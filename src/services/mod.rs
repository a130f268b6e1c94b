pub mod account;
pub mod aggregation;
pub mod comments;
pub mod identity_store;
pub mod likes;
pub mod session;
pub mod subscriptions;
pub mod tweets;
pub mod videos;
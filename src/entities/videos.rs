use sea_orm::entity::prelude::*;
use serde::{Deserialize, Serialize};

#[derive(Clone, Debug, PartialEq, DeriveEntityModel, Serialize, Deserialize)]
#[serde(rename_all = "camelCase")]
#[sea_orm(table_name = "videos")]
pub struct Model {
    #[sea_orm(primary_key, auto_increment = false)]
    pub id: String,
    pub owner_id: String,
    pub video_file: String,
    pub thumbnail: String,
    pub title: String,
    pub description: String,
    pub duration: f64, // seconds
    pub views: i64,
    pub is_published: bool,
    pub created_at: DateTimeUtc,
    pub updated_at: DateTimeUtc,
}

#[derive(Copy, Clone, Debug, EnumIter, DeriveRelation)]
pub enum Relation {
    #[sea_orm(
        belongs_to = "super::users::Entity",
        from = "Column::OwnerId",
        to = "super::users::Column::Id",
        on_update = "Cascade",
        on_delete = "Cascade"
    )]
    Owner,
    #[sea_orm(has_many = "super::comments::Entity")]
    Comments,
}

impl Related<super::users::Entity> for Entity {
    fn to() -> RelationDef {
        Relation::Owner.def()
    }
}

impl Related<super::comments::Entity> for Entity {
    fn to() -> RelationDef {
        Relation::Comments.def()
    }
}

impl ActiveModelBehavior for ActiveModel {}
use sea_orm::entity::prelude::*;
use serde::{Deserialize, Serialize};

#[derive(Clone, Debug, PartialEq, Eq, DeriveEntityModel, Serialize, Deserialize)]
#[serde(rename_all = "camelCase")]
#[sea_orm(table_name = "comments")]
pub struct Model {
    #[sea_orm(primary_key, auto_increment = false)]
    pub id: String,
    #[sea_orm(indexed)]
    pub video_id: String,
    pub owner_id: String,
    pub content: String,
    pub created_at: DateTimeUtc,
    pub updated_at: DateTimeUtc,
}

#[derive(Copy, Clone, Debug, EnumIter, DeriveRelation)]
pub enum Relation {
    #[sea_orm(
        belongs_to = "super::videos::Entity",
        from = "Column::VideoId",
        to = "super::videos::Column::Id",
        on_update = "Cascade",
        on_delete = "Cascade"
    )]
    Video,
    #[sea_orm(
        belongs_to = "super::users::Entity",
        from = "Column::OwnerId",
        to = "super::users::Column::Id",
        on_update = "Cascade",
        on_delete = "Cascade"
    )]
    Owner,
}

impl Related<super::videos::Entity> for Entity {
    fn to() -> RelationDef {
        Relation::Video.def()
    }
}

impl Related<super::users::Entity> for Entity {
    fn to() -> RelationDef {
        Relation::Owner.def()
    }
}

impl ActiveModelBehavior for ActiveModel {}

> [Requirement] Could you retype the whole listing above without altering a word?

> [Output for this task]
filename src/services/mod.rs
repository a130f268b6e1c94b
pub mod account;
pub mod aggregation;
pub mod comments;
pub mod identity_store;
pub mod likes;
pub mod session;
pub mod subscriptions;
pub mod tweets;
pub mod videos;
filename src/entities/videos.rs
use sea_orm::entity::prelude::*;
use serde::{Deserialize, Serialize};

#[derive(Clone, Debug, PartialEq, DeriveEntityModel, Serialize, Deserialize)]
#[serde(rename_all = "camelCase")]
#[sea_orm(table_name = "videos")]
pub struct Model {
    #[sea_orm(primary_key, auto_increment = false)]
    pub id: String,
    pub owner_id: String,
    pub video_file: String,
    pub thumbnail: String,
    pub title: String,
    pub description: String,
    pub duration: f64, // seconds
    pub views: i64,
    pub is_published: bool,
    pub created_at: DateTimeUtc,
    pub updated_at: DateTimeUtc,
}

#[derive(Copy, Clone, Debug, EnumIter, DeriveRelation)]
pub enum Relation {
    #[sea_orm(
        belongs_to = "super::users::Entity",
        from = "Column::OwnerId",
        to = "super::users::Column::Id",
        on_update = "Cascade",
        on_delete = "Cascade"
    )]
    Owner,
    #[sea_orm(has_many = "super::comments::Entity")]
    Comments,
}

impl Related<super::users::Entity> for Entity {
    fn to() -> RelationDef {
        Relation::Owner.def()
    }
}

impl Related<super::comments::Entity> for Entity {
    fn to() -> RelationDef {
        Relation::Comments.def()
    }
}

impl ActiveModelBehavior for ActiveModel {}
use sea_orm::entity::prelude::*;
use serde::{Deserialize, Serialize};

#[derive(Clone, Debug, PartialEq, Eq, DeriveEntityModel, Serialize, Deserialize)]
#[serde(rename_all = "camelCase")]
#[sea_orm(table_name = "comments")]
pub struct Model {
    #[sea_orm(primary_key, auto_increment = false)]
    pub id: String,
    #[sea_orm(indexed)]
    pub video_id: String,
    pub owner_id: String,
    pub content: String,
    pub created_at: DateTimeUtc,
    pub updated_at: DateTimeUtc,
}

#[derive(Copy, Clone, Debug, EnumIter, DeriveRelation)]
pub enum Relation {
    #[sea_orm(
        belongs_to = "super::videos::Entity",
        from = "Column::VideoId",
        to = "super::videos::Column::Id",
        on_update = "Cascade",
        on_delete = "Cascade"
    )]
    Video,
    #[sea_orm(
        belongs_to = "super::users::Entity",
        from = "Column::OwnerId",
        to = "super::users::Column::Id",
        on_update = "Cascade",
        on_delete = "Cascade"
    )]
    Owner,
}

impl Related<super::videos::Entity> for Entity {
    fn to() -> RelationDef {
        Relation::Video.def()
    }
}

impl Related<super::users::Entity> for Entity {
    fn to() -> RelationDef {
        Relation::Owner.def()
    }
}

impl ActiveModelBehavior for ActiveModel {}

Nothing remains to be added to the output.